//! Extended Kalman filter identifying the rate response of the airframe.
//!
//! Per axis the model is
//!
//! ```text
//! w' = w + Ts * e^beta * (u - bias)
//! u' = (Ts * u_in + e^tau * u) / (Ts + e^tau)
//! ```
//!
//! with `beta`, the bias and the motor time constant `tau` (shared by all axes) as random
//! walks. `beta` and `tau` live in the natural log domain inside the filter.
//!
//! The covariance is kept packed: per axis the 14 upper-triangular entries of the
//! {w, u, beta, tau, bias} block except (tau, tau), then one shared (tau, tau) entry.
//! Covariance between different axes is dropped, which keeps the update to one scalar
//! innovation per axis.

use libm::expf;
use shared_definitions::MAX_AXES;

pub const NUM_STATES: usize = 13;
pub const NUM_COVARIANCE: usize = 43;

const W: usize = 0;
const U: usize = 3;
const BETA: usize = 6;
pub const TAU: usize = 9;
const BIAS: usize = 10;

// Packed offsets inside one axis block.
const P_WW: usize = 0;
const P_WU: usize = 1;
const P_WB: usize = 2;
const P_WT: usize = 3;
const P_WS: usize = 4;
const P_UU: usize = 5;
const P_UB: usize = 6;
const P_UT: usize = 7;
const P_US: usize = 8;
const P_BB: usize = 9;
const P_BT: usize = 10;
const P_BS: usize = 11;
const P_TS: usize = 12;
const P_SS: usize = 13;
const AXIS_BLOCK: usize = 14;
const P_TT: usize = AXIS_BLOCK * MAX_AXES;

// Process noise.
const Q_W: f32 = 1e-4;
const Q_U: f32 = 1e-4;
const Q_BETA: f32 = 1e-5;
const Q_TAU: f32 = 1e-5;
const Q_BIAS: f32 = 1e-8;
/// Gyro measurement noise.
const S_A: f32 = 150.0;

pub const TAU_MIN: f32 = -5.5;
pub const TAU_MAX: f32 = -1.5;
pub const BIAS_LIMIT: f32 = 0.5;
pub const LN_BETA_MIN: f32 = 0.0;
pub const LN_BETA_MAX: f32 = 20.0;

const INITIAL_LN_BETA: [f32; MAX_AXES] = [10.0, 10.0, 7.0];
const INITIAL_LN_TAU: f32 = -4.0;

const fn p_index(axis: usize, offset: usize) -> usize {
    axis * AXIS_BLOCK + offset
}

/// Lower bound wins for NaN.
fn clamp_state(value: f32, min: f32, max: f32) -> f32 {
    if !(value >= min) {
        min
    } else if value > max {
        max
    } else {
        value
    }
}

#[derive(Debug, Clone, Copy, PartialEq)]
pub struct RateTorqueEkf {
    pub x: [f32; NUM_STATES],
    pub p: [f32; NUM_COVARIANCE],
}

impl Default for RateTorqueEkf {
    fn default() -> Self {
        let mut filter = Self {
            x: [0.0; NUM_STATES],
            p: [0.0; NUM_COVARIANCE],
        };
        filter.af_init();
        filter
    }
}

impl RateTorqueEkf {
    pub fn af_init(&mut self) {
        self.x = [0.0; NUM_STATES];
        self.x[BETA..BETA + MAX_AXES].copy_from_slice(&INITIAL_LN_BETA);
        self.x[TAU] = INITIAL_LN_TAU;

        self.p = [0.0; NUM_COVARIANCE];
        const BETA_VARIANCE: [f32; MAX_AXES] = [0.05, 0.05, 0.005];
        for axis in 0..MAX_AXES {
            self.p[p_index(axis, P_WW)] = 1.0;
            self.p[p_index(axis, P_UU)] = 10.0;
            self.p[p_index(axis, P_BB)] = BETA_VARIANCE[axis];
            self.p[p_index(axis, P_SS)] = 0.05;
        }
        self.p[P_TT] = 0.05;
    }

    /// Torque scale per axis.
    pub fn beta(&self) -> [f32; MAX_AXES] {
        [
            expf(self.x[BETA]),
            expf(self.x[BETA + 1]),
            expf(self.x[BETA + 2]),
        ]
    }

    pub fn ln_beta(&self) -> [f32; MAX_AXES] {
        [self.x[BETA], self.x[BETA + 1], self.x[BETA + 2]]
    }

    /// Motor time constant in seconds.
    pub fn tau(&self) -> f32 {
        expf(self.x[TAU])
    }

    pub fn bias(&self) -> [f32; MAX_AXES] {
        [self.x[BIAS], self.x[BIAS + 1], self.x[BIAS + 2]]
    }

    pub fn rate(&self) -> [f32; MAX_AXES] {
        [self.x[W], self.x[W + 1], self.x[W + 2]]
    }

    /// One predict/update step. `u_in` is the actuator command, `gyro` the measured rate in
    /// deg/s. Returns the innovation per axis.
    pub fn af_predict(&mut self, u_in: &[f32; MAX_AXES], gyro: &[f32; MAX_AXES], dt_s: f32) -> [f32; MAX_AXES] {
        let ts = dt_s;
        let e_tau = expf(self.x[TAU]);
        let ts_e_tau = ts + e_tau;

        // Motor response derivatives, shared.
        let c = e_tau / ts_e_tau;
        let p_tt = self.p[P_TT];

        for axis in 0..MAX_AXES {
            let w = self.x[W + axis];
            let u = self.x[U + axis];
            let e_beta = expf(self.x[BETA + axis]);
            let bias = self.x[BIAS + axis];

            // Jacobian entries; the remaining rows are identity.
            let a = ts * e_beta;
            let b = ts * e_beta * (u - bias);
            let d = e_tau * ts * (u - u_in[axis]) / (ts_e_tau * ts_e_tau);

            self.x[W + axis] = w + a * (u - bias);
            self.x[U + axis] = (ts * u_in[axis] + u * e_tau) / ts_e_tau;

            let p = &mut self.p;
            let ww = p[p_index(axis, P_WW)];
            let wu = p[p_index(axis, P_WU)];
            let wb = p[p_index(axis, P_WB)];
            let wt = p[p_index(axis, P_WT)];
            let ws = p[p_index(axis, P_WS)];
            let uu = p[p_index(axis, P_UU)];
            let ub = p[p_index(axis, P_UB)];
            let ut = p[p_index(axis, P_UT)];
            let us = p[p_index(axis, P_US)];
            let bb = p[p_index(axis, P_BB)];
            let bt = p[p_index(axis, P_BT)];
            let bs = p[p_index(axis, P_BS)];
            let ts_ = p[p_index(axis, P_TS)];
            let ss = p[p_index(axis, P_SS)];

            // Row w of F times P.
            let fw_w = ww + a * wu + b * wb - a * ws;
            let fw_u = wu + a * uu + b * ub - a * us;
            let fw_b = wb + a * ub + b * bb - a * bs;
            let fw_t = wt + a * ut + b * bt - a * ts_;
            let fw_s = ws + a * us + b * bs - a * ss;

            // Row u of F times P.
            let fu_u = c * uu + d * ut;
            let fu_b = c * ub + d * bt;
            let fu_t = c * ut + d * p_tt;
            let fu_s = c * us + d * ts_;

            p[p_index(axis, P_WW)] = fw_w + a * fw_u + b * fw_b - a * fw_s + Q_W;
            p[p_index(axis, P_WU)] = c * fw_u + d * fw_t;
            p[p_index(axis, P_WB)] = fw_b;
            p[p_index(axis, P_WT)] = fw_t;
            p[p_index(axis, P_WS)] = fw_s;
            p[p_index(axis, P_UU)] = c * fu_u + d * fu_t + Q_U;
            p[p_index(axis, P_UB)] = fu_b;
            p[p_index(axis, P_UT)] = fu_t;
            p[p_index(axis, P_US)] = fu_s;
            p[p_index(axis, P_BB)] = bb + Q_BETA;
            p[p_index(axis, P_SS)] = ss + Q_BIAS;
        }
        self.p[P_TT] += Q_TAU;

        let mut innovations = [0.0; MAX_AXES];
        for axis in 0..MAX_AXES {
            let innovation = gyro[axis] - self.x[W + axis];
            innovations[axis] = innovation;

            let p = &mut self.p;
            let ww = p[p_index(axis, P_WW)];
            let wu = p[p_index(axis, P_WU)];
            let wb = p[p_index(axis, P_WB)];
            let wt = p[p_index(axis, P_WT)];
            let ws = p[p_index(axis, P_WS)];
            let s_inv = 1.0 / (ww + S_A);

            self.x[W + axis] += ww * s_inv * innovation;
            self.x[U + axis] += wu * s_inv * innovation;
            self.x[BETA + axis] += wb * s_inv * innovation;
            self.x[TAU] += wt * s_inv * innovation;
            self.x[BIAS + axis] += ws * s_inv * innovation;

            // P -= K * H * P, with H selecting w.
            p[p_index(axis, P_WW)] -= ww * ww * s_inv;
            p[p_index(axis, P_WU)] -= ww * wu * s_inv;
            p[p_index(axis, P_WB)] -= ww * wb * s_inv;
            p[p_index(axis, P_WT)] -= ww * wt * s_inv;
            p[p_index(axis, P_WS)] -= ww * ws * s_inv;
            p[p_index(axis, P_UU)] -= wu * wu * s_inv;
            p[p_index(axis, P_UB)] -= wu * wb * s_inv;
            p[p_index(axis, P_UT)] -= wu * wt * s_inv;
            p[p_index(axis, P_US)] -= wu * ws * s_inv;
            p[p_index(axis, P_BB)] -= wb * wb * s_inv;
            p[p_index(axis, P_BT)] -= wb * wt * s_inv;
            p[p_index(axis, P_BS)] -= wb * ws * s_inv;
            p[p_index(axis, P_TS)] -= wt * ws * s_inv;
            p[p_index(axis, P_SS)] -= ws * ws * s_inv;
            p[P_TT] -= wt * wt * s_inv;
        }

        self.x[TAU] = clamp_state(self.x[TAU], TAU_MIN, TAU_MAX);
        for axis in 0..MAX_AXES {
            self.x[BETA + axis] = clamp_state(self.x[BETA + axis], LN_BETA_MIN, LN_BETA_MAX);
            self.x[BIAS + axis] = clamp_state(self.x[BIAS + axis], -BIAS_LIMIT, BIAS_LIMIT);
        }

        if self.x.iter().chain(self.p.iter()).any(|value| !value.is_finite()) {
            self.af_init();
        }

        innovations
    }
}

#[cfg(test)]
mod tests {
    use super::*;

    const DT: f32 = 0.001;

    fn next_random(state: &mut u32) -> f32 {
        *state ^= *state << 13;
        *state ^= *state >> 17;
        *state ^= *state << 5;
        *state as f32 / u32::MAX as f32 * 2.0 - 1.0
    }

    fn assert_clamped(filter: &RateTorqueEkf) {
        assert!(filter.x[TAU] >= TAU_MIN && filter.x[TAU] <= TAU_MAX);
        for axis in 0..MAX_AXES {
            let bias = filter.x[BIAS + axis];
            assert!((-BIAS_LIMIT..=BIAS_LIMIT).contains(&bias));
        }
    }

    #[test]
    fn packed_layout_covers_every_entry_once() {
        assert_eq!(p_index(MAX_AXES - 1, P_SS) + 1, P_TT);
        assert_eq!(P_TT + 1, NUM_COVARIANCE);
    }

    #[test]
    fn log_domain_parameters_round_trip() {
        let filter = RateTorqueEkf::default();
        for (beta, ln_beta) in filter.beta().iter().zip(filter.ln_beta()) {
            assert!((libm::logf(*beta) - ln_beta).abs() < 1e-5);
        }
        assert!((libm::logf(filter.tau()) - INITIAL_LN_TAU).abs() < 1e-6);
    }

    #[test]
    fn quiet_input_stays_at_rest() {
        let mut filter = RateTorqueEkf::default();
        for _ in 0..1000 {
            filter.af_predict(&[0.0; 3], &[0.0; 3], DT);
        }
        for axis in 0..MAX_AXES {
            assert!(filter.x[W + axis].abs() < 1e-3);
            assert!(filter.x[U + axis].abs() < 1e-3);
            assert!((filter.x[BETA + axis] - INITIAL_LN_BETA[axis]).abs() < 1e-3);
            assert!(filter.x[BIAS + axis].abs() < 1e-3);
        }
        assert!((filter.x[TAU] - INITIAL_LN_TAU).abs() < 1e-3);
        assert!(filter.p.iter().all(|value| value.is_finite()));
    }

    #[test]
    fn clamps_hold_under_random_measurements() {
        let mut filter = RateTorqueEkf::default();
        let mut seed = 0x1234_5678_u32;
        for step in 0..20_000 {
            let u = [
                next_random(&mut seed),
                next_random(&mut seed),
                next_random(&mut seed),
            ];
            let mut gyro = [
                next_random(&mut seed) * 500.0,
                next_random(&mut seed) * 500.0,
                next_random(&mut seed) * 500.0,
            ];
            if step % 997 == 0 {
                gyro = [1e6, -1e6, 3e5];
            }
            filter.af_predict(&u, &gyro, DT);
            assert_clamped(&filter);
        }
    }

    #[test]
    fn tracks_a_simulated_axis() {
        // Plant with ln beta = 9 on every axis and tau = e^-3.5.
        let true_beta = expf(9.0);
        let true_tau = expf(-3.5);
        let mut filter = RateTorqueEkf::default();
        let mut rate = [0.0_f32; 3];
        let mut torque = [0.0_f32; 3];

        for step in 0..60_000_u32 {
            let phase = (step >> 6) & 7;
            let mut u = [0.0_f32; 3];
            let direction = if phase & 2 == 0 { 1.0 } else { -1.0 };
            match phase {
                0 | 2 | 4 | 6 => u[2] = 0.1 * direction,
                1 | 3 => u[0] = 0.1 * direction,
                _ => u[1] = 0.1 * direction,
            }
            for axis in 0..3 {
                torque[axis] += DT / (DT + true_tau) * (u[axis] - torque[axis]);
                rate[axis] += DT * true_beta * torque[axis];
                // Light damping so the simulated rates stay bounded.
                rate[axis] *= 0.999;
            }
            filter.af_predict(&u, &rate, DT);
        }

        for axis in 0..MAX_AXES {
            assert!(
                (filter.ln_beta()[axis] - 9.0).abs() < 1.0,
                "axis {} ln beta {}",
                axis,
                filter.ln_beta()[axis]
            );
        }
        assert_clamped(&filter);
    }
}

━━━━━━

*Work to complete*
Lines to set down from above: the line with "p[p_index(axis, P_BS)] -= wb", the line with "self.x[BETA + axis] = clamp_state(self.x[BETA", and every line between, each exactly as written.

*Task result*
            p[p_index(axis, P_BS)] -= wb * ws * s_inv;
            p[p_index(axis, P_TS)] -= wt * ws * s_inv;
            p[p_index(axis, P_SS)] -= ws * ws * s_inv;
            p[P_TT] -= wt * wt * s_inv;
        }

        self.x[TAU] = clamp_state(self.x[TAU], TAU_MIN, TAU_MAX);
        for axis in 0..MAX_AXES {
            self.x[BETA + axis] = clamp_state(self.x[BETA + axis], LN_BETA_MIN, LN_BETA_MAX);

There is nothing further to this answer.